> [About this task]
Retype exactly the lines that run from the line with "fold_module(submodule);" to the final line of the entries, keeping both ends and nothing else.

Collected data
- - - -

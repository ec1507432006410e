//! Typed AST of the language, plus the constant-folding pass.
//!
//! Statements and expressions are tagged variants; every node carries the
//! span of its first token so later passes can anchor diagnostics. A few
//! fields (`position`, `member_count`, resolved callee names, parameter
//! struct shapes) start empty and are filled in by the type checker for
//! the emitter to consume.

use crate::token::Span;

use std::collections::BTreeMap;
use std::fmt::Write as _;
use std::rc::Rc;

/// A parsed source file: its top-level statements and the modules its
/// imports pulled in, keyed by local name.
#[derive(Debug, Default)]
pub struct Module {
    /// Top-level declarations in source order.
    pub statements: Vec<Stmt>,
    /// Imported modules by local name.
    pub submodules: BTreeMap<String, Module>,
}

/// A statement with its source anchor.
#[derive(Debug, Clone)]
pub struct Stmt {
    /// Variant payload.
    pub kind: StmtKind,
    /// Source anchor of the first token.
    pub span: Span,
}

/// Statement variants.
#[derive(Debug, Clone)]
pub enum StmtKind {
    /// `{ ... }`
    Block(Vec<Stmt>),
    /// `function type name(params) { ... }`
    Function(FunctionDecl),
    /// `struct Name { type member, ... }`
    Struct(StructDecl),
    /// `let type name = initial;`
    Let(LetDecl),
    /// `if (condition) then else otherwise`
    If {
        /// Condition; must check as `bool`.
        condition: Expr,
        /// True branch.
        then: Box<Stmt>,
        /// Optional false branch.
        otherwise: Option<Box<Stmt>>,
    },
    /// `while (condition) body`
    While {
        /// Condition; must check as `bool`.
        condition: Expr,
        /// Loop body.
        body: Box<Stmt>,
    },
    /// `for (declare; condition; action) body`
    For {
        /// Loop variable declaration.
        declare: Box<Stmt>,
        /// Condition; must check as `bool`.
        condition: Expr,
        /// Per-iteration update expression.
        action: Expr,
        /// Loop body.
        body: Box<Stmt>,
    },
    /// `return;` / `return expr;`
    Return(Option<Expr>),
    /// `break;`
    Break,
    /// `continue;`
    Continue,
    /// An expression in statement position.
    Expr(Expr),
}

/// A function declaration. Non-`main` names are already mangled by the
/// parser so overloads stay distinguishable through linking.
#[derive(Debug, Clone)]
pub struct FunctionDecl {
    /// Mangled name, or plain `main`.
    pub name: String,
    /// Declared return type name.
    pub return_type: String,
    /// Parameters in declaration order.
    pub params: Vec<Param>,
    /// Body statements.
    pub body: Vec<Stmt>,
    /// File the function was declared in.
    pub file: Rc<str>,
    /// Whether this is the entry point of the main file.
    pub is_main: bool,
}

/// One function parameter.
#[derive(Debug, Clone)]
pub struct Param {
    /// Declared type name.
    pub type_name: String,
    /// Parameter name.
    pub name: String,
    /// Declared with `&`.
    pub is_reference: bool,
    /// Declared with `[]` (or of type `string`).
    pub is_array: bool,
    /// Filled by the checker when the type is struct-shaped.
    pub is_struct: bool,
}

/// A struct declaration: ordered `(type, name)` member pairs.
#[derive(Debug, Clone)]
pub struct StructDecl {
    /// Struct type name.
    pub name: String,
    /// Members as `(type name, member name)` in declaration order.
    pub members: Vec<(String, String)>,
}

/// A `let` declaration.
#[derive(Debug, Clone)]
pub struct LetDecl {
    /// Declared type name.
    pub type_name: String,
    /// Variable name.
    pub name: String,
    /// Initializer.
    pub initial: Expr,
    /// Array declaration (or `string`).
    pub is_array: bool,
    /// Declared element count for arrays; strings get theirs from the
    /// literal.
    pub length: Option<Expr>,
}

/// An expression with its source anchor.
#[derive(Debug, Clone)]
pub struct Expr {
    /// Variant payload.
    pub kind: ExprKind,
    /// Source anchor of the first token.
    pub span: Span,
}

/// Literal type tags.
#[derive(Debug, Clone, Copy, PartialEq, Eq)]
pub enum LiteralKind {
    /// `int` literal.
    Int,
    /// `bool` literal (`true` = 1, `false` = 0).
    Bool,
    /// `char` literal (`104c`).
    Char,
}

impl LiteralKind {
    /// The language-level type name of the literal.
    pub const fn type_name(self) -> &'static str {
        match self {
            Self::Int => "int",
            Self::Bool => "bool",
            Self::Char => "char",
        }
    }
}

/// Binary operators.
#[derive(Debug, Clone, Copy, PartialEq, Eq)]
pub enum BinaryOp {
    /// `+`
    Add,
    /// `-`
    Sub,
    /// `*`
    Mul,
    /// `/`
    Div,
    /// `==`
    Eq,
    /// `!=`
    Ne,
    /// `<`
    Lt,
    /// `<=`
    Le,
    /// `>`
    Gt,
    /// `>=`
    Ge,
}

impl BinaryOp {
    /// Whether the operator yields `bool`.
    pub const fn is_comparison(self) -> bool {
        matches!(
            self,
            Self::Eq | Self::Ne | Self::Lt | Self::Le | Self::Gt | Self::Ge
        )
    }

    /// Rendered operator for dumps and diagnostics.
    pub const fn symbol(self) -> &'static str {
        match self {
            Self::Add => "+",
            Self::Sub => "-",
            Self::Mul => "*",
            Self::Div => "/",
            Self::Eq => "==",
            Self::Ne => "!=",
            Self::Lt => "<",
            Self::Le => "<=",
            Self::Gt => ">",
            Self::Ge => ">=",
        }
    }
}

/// Expression variants.
#[derive(Debug, Clone)]
pub enum ExprKind {
    /// A literal byte with its language type.
    Literal {
        /// The byte value.
        value: u8,
        /// Literal type tag.
        kind: LiteralKind,
    },
    /// A named value, optionally carrying a postfix `++`/`--` marker.
    Variable {
        /// Name; the checker rewrites function-value references to their
        /// mangled form.
        name: String,
        /// Postfix `++`.
        increment: bool,
        /// Postfix `--`.
        decrement: bool,
    },
    /// Binary operation.
    Binary {
        /// Left operand.
        left: Box<Expr>,
        /// Operator.
        op: BinaryOp,
        /// Right operand.
        right: Box<Expr>,
    },
    /// `name = value`
    Assign {
        /// Assignment target.
        name: String,
        /// Assigned value.
        value: Box<Expr>,
    },
    /// `name[index] = value`
    AssignIndex {
        /// Array variable name.
        name: String,
        /// Index expression.
        index: Box<Expr>,
        /// Assigned value.
        value: Box<Expr>,
    },
    /// `a.b.c` member or module access.
    Access {
        /// Path components; the checker rewrites the last component of a
        /// callee path to its mangled form.
        path: Vec<String>,
        /// Struct member position, filled by the checker.
        position: Option<u8>,
    },
    /// `a.member = value`
    AccessAssign {
        /// Path components.
        path: Vec<String>,
        /// Struct member position, filled by the checker.
        position: Option<u8>,
        /// Assigned value.
        value: Box<Expr>,
    },
    /// A call; the callee is a variable, an access path, or another call.
    Call {
        /// Callee expression.
        callee: Box<Expr>,
        /// Arguments in source order.
        args: Vec<Expr>,
    },
    /// Array literal; string literals decode to char arrays with
    /// `is_string` set.
    Array {
        /// Element expressions.
        elements: Vec<Expr>,
        /// Whether this came from a string literal.
        is_string: bool,
    },
    /// `name[index]`
    Index {
        /// Array variable name.
        name: String,
        /// Index expression.
        index: Box<Expr>,
    },
    /// `new Type(args)`
    StructCreate {
        /// Struct type name.
        type_name: String,
        /// Member initializers in position order.
        args: Vec<Expr>,
        /// Member count, filled by the checker.
        member_count: Option<u8>,
    },
    /// `type(value)` reinterpretation between registered cast pairs.
    Cast {
        /// Target type name.
        target: String,
        /// Inner value.
        value: Box<Expr>,
    },
}

impl Expr {
    /// The literal byte, if this is a literal.
    pub fn as_literal(&self) -> Option<u8> {
        match self.kind {
            ExprKind::Literal { value, .. } => Some(value),
            _ => None,
        }
    }
}

/// Folds constant subtrees of a module in place: literal arithmetic
/// collapses to literals and `if` over a literal condition collapses to
/// its live arm. Runs before type checking; the emitter keeps its own
/// peepholes separate.
pub fn fold_module(module: &mut Module) {
    for submodule in module.submodules.values_mut() {
        fold_module(submodule);
    }
    for stmt in &mut module.statements {
        fold_stmt(stmt);
    }
}

fn fold_stmt(stmt: &mut Stmt) {
    match &mut stmt.kind {
        StmtKind::Block(stmts) => stmts.iter_mut().for_each(fold_stmt),
        StmtKind::Function(func) => func.body.iter_mut().for_each(fold_stmt),
        StmtKind::Let(decl) => fold_expr(&mut decl.initial),
        StmtKind::If {
            condition,
            then,
            otherwise,
        } => {
            fold_expr(condition);
            fold_stmt(then);
            if let Some(otherwise) = otherwise {
                fold_stmt(otherwise);
            }

            if let ExprKind::Literal { value, .. } = condition.kind {
                let replacement = if value != 0 {
                    std::mem::replace(then.as_mut(), empty_block(stmt.span.clone()))
                } else if let Some(otherwise) = otherwise.take() {
                    *otherwise
                } else {
                    empty_block(stmt.span.clone())
                };
                *stmt = replacement;
            }
        }
        StmtKind::While { condition, body } => {
            fold_expr(condition);
            fold_stmt(body);
        }
        StmtKind::For {
            declare,
            condition,
            action,
            body,
        } => {
            fold_stmt(declare);
            fold_expr(condition);
            fold_expr(action);
            fold_stmt(body);
        }
        StmtKind::Return(Some(value)) => fold_expr(value),
        StmtKind::Expr(expr) => fold_expr(expr),
        StmtKind::Struct(_) | StmtKind::Return(None) | StmtKind::Break | StmtKind::Continue => {}
    }
}

fn empty_block(span: Span) -> Stmt {
    Stmt {
        kind: StmtKind::Block(Vec::new()),
        span,
    }
}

- - - -

> [Solution for this problem]
        fold_module(submodule);
    }
    for stmt in &mut module.statements {
        fold_stmt(stmt);
    }
}

fn fold_stmt(stmt: &mut Stmt) {
    match &mut stmt.kind {
        StmtKind::Block(stmts) => stmts.iter_mut().for_each(fold_stmt),
        StmtKind::Function(func) => func.body.iter_mut().for_each(fold_stmt),
        StmtKind::Let(decl) => fold_expr(&mut decl.initial),
        StmtKind::If {
            condition,
            then,
            otherwise,
        } => {
            fold_expr(condition);
            fold_stmt(then);
            if let Some(otherwise) = otherwise {
                fold_stmt(otherwise);
            }

            if let ExprKind::Literal { value, .. } = condition.kind {
                let replacement = if value != 0 {
                    std::mem::replace(then.as_mut(), empty_block(stmt.span.clone()))
                } else if let Some(otherwise) = otherwise.take() {
                    *otherwise
                } else {
                    empty_block(stmt.span.clone())
                };
                *stmt = replacement;
            }
        }
        StmtKind::While { condition, body } => {
            fold_expr(condition);
            fold_stmt(body);
        }
        StmtKind::For {
            declare,
            condition,
            action,
            body,
        } => {
            fold_stmt(declare);
            fold_expr(condition);
            fold_expr(action);
            fold_stmt(body);
        }
        StmtKind::Return(Some(value)) => fold_expr(value),
        StmtKind::Expr(expr) => fold_expr(expr),
        StmtKind::Struct(_) | StmtKind::Return(None) | StmtKind::Break | StmtKind::Continue => {}
    }
}

fn empty_block(span: Span) -> Stmt {
    Stmt {
        kind: StmtKind::Block(Vec::new()),
        span,
    }
}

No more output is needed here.